- DIRECTIONS FOR THIS TASK -
Find and copy the lines in the records beneath this task that contain the word "ColorChoice".
BEGIN MATERIAL SUPPLIED
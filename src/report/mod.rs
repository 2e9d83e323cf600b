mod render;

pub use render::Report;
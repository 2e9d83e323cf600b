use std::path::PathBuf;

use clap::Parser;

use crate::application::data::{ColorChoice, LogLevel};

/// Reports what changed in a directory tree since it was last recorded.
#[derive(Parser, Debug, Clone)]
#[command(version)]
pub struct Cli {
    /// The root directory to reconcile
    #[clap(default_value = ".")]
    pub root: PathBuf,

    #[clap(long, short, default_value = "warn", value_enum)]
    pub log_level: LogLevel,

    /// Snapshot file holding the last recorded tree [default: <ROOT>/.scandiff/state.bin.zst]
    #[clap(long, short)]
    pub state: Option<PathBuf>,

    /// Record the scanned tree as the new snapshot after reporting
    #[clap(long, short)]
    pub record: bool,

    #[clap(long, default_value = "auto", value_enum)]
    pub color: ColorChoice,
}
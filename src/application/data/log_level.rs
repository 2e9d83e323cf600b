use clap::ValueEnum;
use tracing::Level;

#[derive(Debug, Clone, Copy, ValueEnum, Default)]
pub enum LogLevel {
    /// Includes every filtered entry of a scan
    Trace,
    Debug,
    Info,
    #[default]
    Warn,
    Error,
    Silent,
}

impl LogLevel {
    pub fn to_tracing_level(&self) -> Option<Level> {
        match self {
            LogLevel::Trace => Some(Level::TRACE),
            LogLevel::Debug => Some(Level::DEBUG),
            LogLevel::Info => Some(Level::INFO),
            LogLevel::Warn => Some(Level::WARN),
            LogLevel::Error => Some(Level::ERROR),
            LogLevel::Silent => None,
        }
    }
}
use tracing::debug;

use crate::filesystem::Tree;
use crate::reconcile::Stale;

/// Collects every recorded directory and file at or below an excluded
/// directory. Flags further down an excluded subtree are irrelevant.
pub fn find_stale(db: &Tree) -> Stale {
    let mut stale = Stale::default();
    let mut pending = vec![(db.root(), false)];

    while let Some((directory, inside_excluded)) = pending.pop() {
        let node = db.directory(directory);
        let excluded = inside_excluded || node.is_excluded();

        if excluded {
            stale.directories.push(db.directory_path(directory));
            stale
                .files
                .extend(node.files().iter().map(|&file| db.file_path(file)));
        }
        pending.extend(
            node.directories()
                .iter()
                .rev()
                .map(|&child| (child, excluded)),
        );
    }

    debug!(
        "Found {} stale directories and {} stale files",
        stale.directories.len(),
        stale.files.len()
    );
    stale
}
END MATERIAL SUPPLIED
BEGIN MATERIAL SUPPLIED
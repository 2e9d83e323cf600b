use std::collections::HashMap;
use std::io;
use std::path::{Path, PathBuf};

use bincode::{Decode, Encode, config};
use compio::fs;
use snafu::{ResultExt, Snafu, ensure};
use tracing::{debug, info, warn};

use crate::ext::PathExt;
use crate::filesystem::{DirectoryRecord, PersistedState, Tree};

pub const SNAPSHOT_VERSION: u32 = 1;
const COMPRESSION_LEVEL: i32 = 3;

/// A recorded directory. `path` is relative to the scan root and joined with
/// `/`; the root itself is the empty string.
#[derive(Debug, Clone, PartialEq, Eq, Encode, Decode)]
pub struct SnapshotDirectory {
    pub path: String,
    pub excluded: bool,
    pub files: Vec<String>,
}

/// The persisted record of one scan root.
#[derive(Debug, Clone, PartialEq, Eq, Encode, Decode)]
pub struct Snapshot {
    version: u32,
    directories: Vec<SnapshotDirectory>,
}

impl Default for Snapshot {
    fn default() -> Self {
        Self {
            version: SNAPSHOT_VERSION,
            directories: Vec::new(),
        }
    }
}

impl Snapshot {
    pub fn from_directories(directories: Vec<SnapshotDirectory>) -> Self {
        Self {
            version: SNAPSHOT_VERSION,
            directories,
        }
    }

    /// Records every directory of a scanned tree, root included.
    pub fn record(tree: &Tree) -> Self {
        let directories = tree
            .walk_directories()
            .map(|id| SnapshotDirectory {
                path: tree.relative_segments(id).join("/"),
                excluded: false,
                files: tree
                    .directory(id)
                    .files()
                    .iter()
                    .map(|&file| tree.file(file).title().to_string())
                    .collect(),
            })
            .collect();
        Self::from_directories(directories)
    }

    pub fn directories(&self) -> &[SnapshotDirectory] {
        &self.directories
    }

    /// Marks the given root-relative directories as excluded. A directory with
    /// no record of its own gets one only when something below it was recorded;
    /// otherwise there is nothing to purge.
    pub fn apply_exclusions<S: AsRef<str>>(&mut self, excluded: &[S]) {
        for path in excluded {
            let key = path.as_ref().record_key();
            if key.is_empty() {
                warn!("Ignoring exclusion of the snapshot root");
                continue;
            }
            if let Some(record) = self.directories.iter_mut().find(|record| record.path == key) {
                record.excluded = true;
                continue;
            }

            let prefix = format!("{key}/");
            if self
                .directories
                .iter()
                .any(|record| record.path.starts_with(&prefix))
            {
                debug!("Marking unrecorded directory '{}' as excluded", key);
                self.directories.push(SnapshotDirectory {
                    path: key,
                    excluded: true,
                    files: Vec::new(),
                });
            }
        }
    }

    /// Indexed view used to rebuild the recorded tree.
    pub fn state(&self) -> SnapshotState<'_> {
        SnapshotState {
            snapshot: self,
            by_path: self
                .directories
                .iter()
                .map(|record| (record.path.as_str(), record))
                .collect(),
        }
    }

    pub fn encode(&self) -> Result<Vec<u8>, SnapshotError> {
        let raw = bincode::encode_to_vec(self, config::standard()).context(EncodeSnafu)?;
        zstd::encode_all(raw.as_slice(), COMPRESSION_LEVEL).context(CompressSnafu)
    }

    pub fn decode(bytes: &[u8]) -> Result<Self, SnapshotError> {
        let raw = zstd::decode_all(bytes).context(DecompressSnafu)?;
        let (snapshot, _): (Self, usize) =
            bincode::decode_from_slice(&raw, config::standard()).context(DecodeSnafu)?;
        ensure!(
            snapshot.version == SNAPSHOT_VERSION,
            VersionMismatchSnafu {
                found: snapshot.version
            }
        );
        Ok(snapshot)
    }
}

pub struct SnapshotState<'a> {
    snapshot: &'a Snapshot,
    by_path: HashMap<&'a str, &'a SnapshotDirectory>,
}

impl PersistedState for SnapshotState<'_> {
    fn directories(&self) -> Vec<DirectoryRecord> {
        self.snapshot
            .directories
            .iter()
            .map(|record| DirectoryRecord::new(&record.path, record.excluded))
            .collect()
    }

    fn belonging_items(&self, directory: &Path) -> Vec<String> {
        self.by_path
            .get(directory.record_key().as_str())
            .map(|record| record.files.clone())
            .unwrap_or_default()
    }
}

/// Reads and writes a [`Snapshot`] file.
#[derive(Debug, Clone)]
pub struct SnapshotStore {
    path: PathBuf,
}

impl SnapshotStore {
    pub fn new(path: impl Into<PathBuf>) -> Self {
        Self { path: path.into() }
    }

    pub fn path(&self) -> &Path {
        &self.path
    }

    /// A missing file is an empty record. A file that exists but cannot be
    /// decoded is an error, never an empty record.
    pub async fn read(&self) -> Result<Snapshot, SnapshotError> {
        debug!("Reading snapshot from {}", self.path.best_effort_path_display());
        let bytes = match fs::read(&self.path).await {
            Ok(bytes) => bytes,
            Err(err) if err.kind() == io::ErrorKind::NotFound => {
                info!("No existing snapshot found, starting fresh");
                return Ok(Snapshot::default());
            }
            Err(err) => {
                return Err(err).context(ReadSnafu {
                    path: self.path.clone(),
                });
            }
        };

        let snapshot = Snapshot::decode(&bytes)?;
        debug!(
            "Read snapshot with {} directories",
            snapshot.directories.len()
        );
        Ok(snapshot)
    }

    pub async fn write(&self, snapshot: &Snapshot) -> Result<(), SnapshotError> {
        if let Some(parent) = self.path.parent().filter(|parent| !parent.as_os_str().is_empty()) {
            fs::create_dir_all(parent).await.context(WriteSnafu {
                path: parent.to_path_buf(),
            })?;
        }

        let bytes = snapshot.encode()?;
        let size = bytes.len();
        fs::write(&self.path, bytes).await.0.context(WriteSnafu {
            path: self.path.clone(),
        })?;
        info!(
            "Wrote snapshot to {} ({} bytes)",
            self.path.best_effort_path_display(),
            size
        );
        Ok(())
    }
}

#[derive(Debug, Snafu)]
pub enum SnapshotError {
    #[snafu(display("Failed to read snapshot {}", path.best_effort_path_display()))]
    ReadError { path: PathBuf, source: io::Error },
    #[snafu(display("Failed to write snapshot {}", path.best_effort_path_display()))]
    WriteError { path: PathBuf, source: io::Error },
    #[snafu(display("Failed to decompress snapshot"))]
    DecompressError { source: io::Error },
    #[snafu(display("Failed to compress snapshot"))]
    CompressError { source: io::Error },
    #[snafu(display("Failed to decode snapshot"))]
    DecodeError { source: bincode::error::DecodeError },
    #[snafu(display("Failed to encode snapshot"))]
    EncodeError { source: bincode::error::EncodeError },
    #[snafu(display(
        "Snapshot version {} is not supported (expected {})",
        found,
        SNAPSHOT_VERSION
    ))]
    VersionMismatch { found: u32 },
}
END MATERIAL SUPPLIED
- WRITTEN RESPONSE -
use crate::application::data::{ColorChoice, LogLevel};
    pub color: ColorChoice,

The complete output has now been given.